//! REST surface under `/v1`.
//!
//! Thin request/response layer over the service facade. Handlers validate
//! shape, map engine error kinds to status codes, and honor per-request
//! deadlines from the `x-timeout-ms` header. Mutating operations run on a
//! detached task so a lapsed deadline abandons the wait without aborting a
//! critical section mid-persist.

use axum::extract::{Path, State};
use axum::http::{header, HeaderMap, StatusCode};
use axum::response::{IntoResponse, Response};
use axum::routing::{get, post};
use axum::{Json, Router};
use once_cell::sync::OnceCell;
use serde::Deserialize;
use serde_json::json;
use std::collections::HashMap;
use std::future::Future;
use std::sync::Arc;
use std::time::Duration;
use tower_http::trace::TraceLayer;

use crate::embedding::EmbeddingClient;
use crate::error::{EngineError, Result};
use crate::metrics;
use crate::service::{ChunkPatch, DocumentPatch, LibraryPatch, NewChunk, VectorDbService};

/// Shared server state. The service slot is filled once recovery finishes;
/// until then every `/v1` operation answers 503.
pub struct AppState {
    service: OnceCell<Arc<VectorDbService>>,
    embedder: Option<Arc<EmbeddingClient>>,
}

impl AppState {
    pub fn new(embedder: Option<Arc<EmbeddingClient>>) -> Arc<Self> {
        Arc::new(Self {
            service: OnceCell::new(),
            embedder,
        })
    }

    /// Flip to serving. Called exactly once, after recovery.
    pub fn set_service(&self, service: Arc<VectorDbService>) {
        let _ = self.service.set(service);
    }

    pub fn ready(&self) -> bool {
        self.service.get().is_some()
    }

    fn service(&self) -> Result<Arc<VectorDbService>> {
        self.service
            .get()
            .cloned()
            .ok_or_else(|| EngineError::Unavailable("recovery in progress".into()))
    }

    fn embedder(&self) -> Result<Arc<EmbeddingClient>> {
        self.embedder
            .clone()
            .ok_or_else(|| EngineError::Upstream("embedding service is not configured".into()))
    }
}

/// Engine error as an HTTP response with a stable kind tag.
pub struct ApiError(EngineError);

impl From<EngineError> for ApiError {
    fn from(e: EngineError) -> Self {
        Self(e)
    }
}

impl IntoResponse for ApiError {
    fn into_response(self) -> Response {
        let status = match &self.0 {
            EngineError::Validation(_) => StatusCode::BAD_REQUEST,
            EngineError::NotFound(_) => StatusCode::NOT_FOUND,
            EngineError::State(_) | EngineError::Conflict(_) => StatusCode::CONFLICT,
            EngineError::Upstream(_) => StatusCode::BAD_GATEWAY,
            EngineError::Unavailable(_) => StatusCode::SERVICE_UNAVAILABLE,
            EngineError::Cancelled(_) => StatusCode::GATEWAY_TIMEOUT,
        };
        let body = json!({ "error": self.0.kind(), "message": self.0.to_string() });
        (status, Json(body)).into_response()
    }
}

type ApiResult<T> = std::result::Result<T, ApiError>;

fn deadline(headers: &HeaderMap) -> Option<Duration> {
    headers
        .get("x-timeout-ms")?
        .to_str()
        .ok()?
        .parse::<u64>()
        .ok()
        .map(Duration::from_millis)
}

/// Read path: cancellation while waiting on a lock leaves the queue cleanly.
async fn run_read<T>(headers: &HeaderMap, fut: impl Future<Output = Result<T>>) -> Result<T> {
    match deadline(headers) {
        None => fut.await,
        Some(limit) => tokio::time::timeout(limit, fut)
            .await
            .map_err(|_| EngineError::Cancelled("deadline exceeded".into()))?,
    }
}

/// Write path: the operation itself always runs to completion (rollback
/// included); only the response wait is bounded by the deadline.
async fn run_write<T: Send + 'static>(
    headers: &HeaderMap,
    fut: impl Future<Output = Result<T>> + Send + 'static,
) -> Result<T> {
    match deadline(headers) {
        None => fut.await,
        Some(limit) => {
            let task = tokio::spawn(fut);
            match tokio::time::timeout(limit, task).await {
                Ok(joined) => {
                    joined.map_err(|e| EngineError::Upstream(format!("operation task: {e}")))?
                }
                Err(_) => Err(EngineError::Cancelled("deadline exceeded".into())),
            }
        }
    }
}

pub fn router(state: Arc<AppState>) -> Router {
    Router::new()
        .route("/v1/healthz", get(healthz))
        .route("/v1/libraries", post(create_library).get(list_libraries))
        .route(
            "/v1/libraries/:id",
            get(get_library).patch(update_library).delete(delete_library),
        )
        .route(
            "/v1/libraries/:id/documents",
            post(create_document).get(list_documents),
        )
        .route(
            "/v1/libraries/:id/documents/:did",
            get(get_document)
                .patch(update_document)
                .delete(delete_document),
        )
        .route(
            "/v1/libraries/:id/chunks",
            post(create_chunk).get(list_chunks).delete(delete_all_chunks),
        )
        .route("/v1/libraries/:id/chunks/batch", post(create_chunks_batch))
        .route(
            "/v1/libraries/:id/chunks/:cid",
            get(get_chunk).patch(update_chunk).delete(delete_chunk),
        )
        .route("/v1/libraries/:id/search", post(search))
        .route("/v1/libraries/:id/index/train", post(train_index))
        .route("/v1/libraries/:id/index/rebuild", post(rebuild_index))
        .route("/v1/libraries/:id/stats", get(stats))
        .route("/v1/embed", post(embed))
        .route("/metrics", get(metrics_text))
        .layer(TraceLayer::new_for_http())
        .with_state(state)
}

// ============================================================================
// Request bodies
// ============================================================================

#[derive(Deserialize)]
struct CreateLibraryRequest {
    name: String,
    dims: usize,
    index_type: String,
    index_params: Option<serde_json::Value>,
    #[serde(default)]
    metadata: HashMap<String, String>,
}

#[derive(Deserialize)]
struct CreateDocumentRequest {
    title: String,
    #[serde(default)]
    metadata: HashMap<String, String>,
}

#[derive(Deserialize)]
struct BatchChunksRequest {
    chunks: Vec<NewChunk>,
}

fn default_k() -> usize {
    10
}

#[derive(Deserialize)]
struct SearchRequest {
    embedding: Vec<f32>,
    #[serde(default = "default_k")]
    k: usize,
    #[serde(default)]
    include_chunk: bool,
}

#[derive(Deserialize, Default)]
struct TrainRequest {
    sample_vectors: Option<Vec<Vec<f32>>>,
}

#[derive(Deserialize)]
struct EmbedRequest {
    text: Option<String>,
    texts: Option<Vec<String>>,
}

// ============================================================================
// Handlers
// ============================================================================

async fn healthz() -> Json<serde_json::Value> {
    Json(json!({ "status": "ok" }))
}

async fn metrics_text() -> impl IntoResponse {
    (
        [(header::CONTENT_TYPE, "text/plain; version=0.0.4")],
        metrics::render(),
    )
}

async fn create_library(
    State(state): State<Arc<AppState>>,
    headers: HeaderMap,
    Json(body): Json<CreateLibraryRequest>,
) -> ApiResult<impl IntoResponse> {
    let service = state.service()?;
    let library = run_write(&headers, async move {
        service
            .create_library(
                body.name,
                body.dims,
                &body.index_type,
                body.index_params.as_ref(),
                body.metadata,
            )
            .await
    })
    .await?;
    Ok((StatusCode::CREATED, Json(library)))
}

async fn list_libraries(
    State(state): State<Arc<AppState>>,
    headers: HeaderMap,
) -> ApiResult<impl IntoResponse> {
    let service = state.service()?;
    let libraries = run_read(&headers, async { Ok(service.list_libraries().await) }).await?;
    Ok(Json(libraries))
}

async fn get_library(
    State(state): State<Arc<AppState>>,
    headers: HeaderMap,
    Path(id): Path<String>,
) -> ApiResult<impl IntoResponse> {
    let service = state.service()?;
    let library = run_read(&headers, service.get_library(&id)).await?;
    Ok(Json(library))
}

async fn update_library(
    State(state): State<Arc<AppState>>,
    headers: HeaderMap,
    Path(id): Path<String>,
    Json(patch): Json<LibraryPatch>,
) -> ApiResult<impl IntoResponse> {
    let service = state.service()?;
    let library =
        run_write(&headers, async move { service.update_library(&id, patch).await }).await?;
    Ok(Json(library))
}

async fn delete_library(
    State(state): State<Arc<AppState>>,
    headers: HeaderMap,
    Path(id): Path<String>,
) -> ApiResult<impl IntoResponse> {
    let service = state.service()?;
    run_write(&headers, async move { service.delete_library(&id).await }).await?;
    Ok(Json(json!({ "deleted": true })))
}

async fn create_document(
    State(state): State<Arc<AppState>>,
    headers: HeaderMap,
    Path(id): Path<String>,
    Json(body): Json<CreateDocumentRequest>,
) -> ApiResult<impl IntoResponse> {
    let service = state.service()?;
    let document = run_write(&headers, async move {
        service.create_document(&id, body.title, body.metadata).await
    })
    .await?;
    Ok((StatusCode::CREATED, Json(document)))
}

async fn list_documents(
    State(state): State<Arc<AppState>>,
    headers: HeaderMap,
    Path(id): Path<String>,
) -> ApiResult<impl IntoResponse> {
    let service = state.service()?;
    let documents = run_read(&headers, service.list_documents(&id)).await?;
    Ok(Json(documents))
}

async fn get_document(
    State(state): State<Arc<AppState>>,
    headers: HeaderMap,
    Path((id, did)): Path<(String, String)>,
) -> ApiResult<impl IntoResponse> {
    let service = state.service()?;
    let document = run_read(&headers, service.get_document(&id, &did)).await?;
    Ok(Json(document))
}

async fn update_document(
    State(state): State<Arc<AppState>>,
    headers: HeaderMap,
    Path((id, did)): Path<(String, String)>,
    Json(patch): Json<DocumentPatch>,
) -> ApiResult<impl IntoResponse> {
    let service = state.service()?;
    let document = run_write(&headers, async move {
        service.update_document(&id, &did, patch).await
    })
    .await?;
    Ok(Json(document))
}

async fn delete_document(
    State(state): State<Arc<AppState>>,
    headers: HeaderMap,
    Path((id, did)): Path<(String, String)>,
) -> ApiResult<impl IntoResponse> {
    let service = state.service()?;
    run_write(&headers, async move { service.delete_document(&id, &did).await }).await?;
    Ok(Json(json!({ "deleted": true })))
}

async fn create_chunk(
    State(state): State<Arc<AppState>>,
    headers: HeaderMap,
    Path(id): Path<String>,
    Json(body): Json<NewChunk>,
) -> ApiResult<impl IntoResponse> {
    let service = state.service()?;
    let chunk = run_write(&headers, async move { service.create_chunk(&id, body).await }).await?;
    Ok((StatusCode::CREATED, Json(chunk)))
}

async fn create_chunks_batch(
    State(state): State<Arc<AppState>>,
    headers: HeaderMap,
    Path(id): Path<String>,
    Json(body): Json<BatchChunksRequest>,
) -> ApiResult<impl IntoResponse> {
    let service = state.service()?;
    let chunks = run_write(&headers, async move {
        service.create_chunks_batch(&id, body.chunks).await
    })
    .await?;
    Ok((StatusCode::CREATED, Json(chunks)))
}

async fn list_chunks(
    State(state): State<Arc<AppState>>,
    headers: HeaderMap,
    Path(id): Path<String>,
) -> ApiResult<impl IntoResponse> {
    let service = state.service()?;
    let chunks = run_read(&headers, service.list_chunks(&id)).await?;
    Ok(Json(chunks))
}

async fn get_chunk(
    State(state): State<Arc<AppState>>,
    headers: HeaderMap,
    Path((id, cid)): Path<(String, String)>,
) -> ApiResult<impl IntoResponse> {
    let service = state.service()?;
    let chunk = run_read(&headers, service.get_chunk(&id, &cid)).await?;
    Ok(Json(chunk))
}

async fn update_chunk(
    State(state): State<Arc<AppState>>,
    headers: HeaderMap,
    Path((id, cid)): Path<(String, String)>,
    Json(patch): Json<ChunkPatch>,
) -> ApiResult<impl IntoResponse> {
    let service = state.service()?;
    let chunk = run_write(&headers, async move {
        service.update_chunk(&id, &cid, patch).await
    })
    .await?;
    Ok(Json(chunk))
}

async fn delete_chunk(
    State(state): State<Arc<AppState>>,
    headers: HeaderMap,
    Path((id, cid)): Path<(String, String)>,
) -> ApiResult<impl IntoResponse> {
    let service = state.service()?;
    run_write(&headers, async move { service.delete_chunk(&id, &cid).await }).await?;
    Ok(Json(json!({ "deleted": true })))
}

async fn delete_all_chunks(
    State(state): State<Arc<AppState>>,
    headers: HeaderMap,
    Path(id): Path<String>,
) -> ApiResult<impl IntoResponse> {
    let service = state.service()?;
    let n = run_write(&headers, async move { service.delete_all_chunks(&id).await }).await?;
    Ok(Json(json!({ "deleted": n })))
}

async fn search(
    State(state): State<Arc<AppState>>,
    headers: HeaderMap,
    Path(id): Path<String>,
    Json(body): Json<SearchRequest>,
) -> ApiResult<impl IntoResponse> {
    let service = state.service()?;
    let results = run_read(
        &headers,
        service.search(&id, &body.embedding, body.k, body.include_chunk),
    )
    .await?;
    Ok(Json(results))
}

async fn train_index(
    State(state): State<Arc<AppState>>,
    headers: HeaderMap,
    Path(id): Path<String>,
    body: Option<Json<TrainRequest>>,
) -> ApiResult<impl IntoResponse> {
    let service = state.service()?;
    let samples = body.and_then(|Json(b)| b.sample_vectors);
    run_write(&headers, async move { service.train_index(&id, samples).await }).await?;
    Ok((StatusCode::ACCEPTED, Json(json!({ "trained": true }))))
}

async fn rebuild_index(
    State(state): State<Arc<AppState>>,
    headers: HeaderMap,
    Path(id): Path<String>,
) -> ApiResult<impl IntoResponse> {
    let service = state.service()?;
    run_write(&headers, async move { service.rebuild_index(&id).await }).await?;
    Ok((StatusCode::ACCEPTED, Json(json!({ "rebuilt": true }))))
}

async fn stats(
    State(state): State<Arc<AppState>>,
    headers: HeaderMap,
    Path(id): Path<String>,
) -> ApiResult<impl IntoResponse> {
    let service = state.service()?;
    let stats = run_read(&headers, service.stats(&id)).await?;
    Ok(Json(stats))
}

/// Text to vector. This endpoint never touches a library lock.
async fn embed(
    State(state): State<Arc<AppState>>,
    Json(body): Json<EmbedRequest>,
) -> ApiResult<impl IntoResponse> {
    let embedder = state.embedder()?;
    match (body.text, body.texts) {
        (Some(text), None) => {
            let embedding = embedder.embed_one(&text).await?;
            Ok(Json(json!({ "embedding": embedding })))
        }
        (None, Some(texts)) => {
            let embeddings = embedder.embed_many(&texts).await?;
            Ok(Json(json!({ "embeddings": embeddings })))
        }
        _ => Err(EngineError::Validation(
            "provide exactly one of 'text' or 'texts'".into(),
        )
        .into()),
    }
}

■ **Description of the task**
If a line in the records above contains the word "metadata", count it, then give the total and nothing else.

■ **Answer below**
4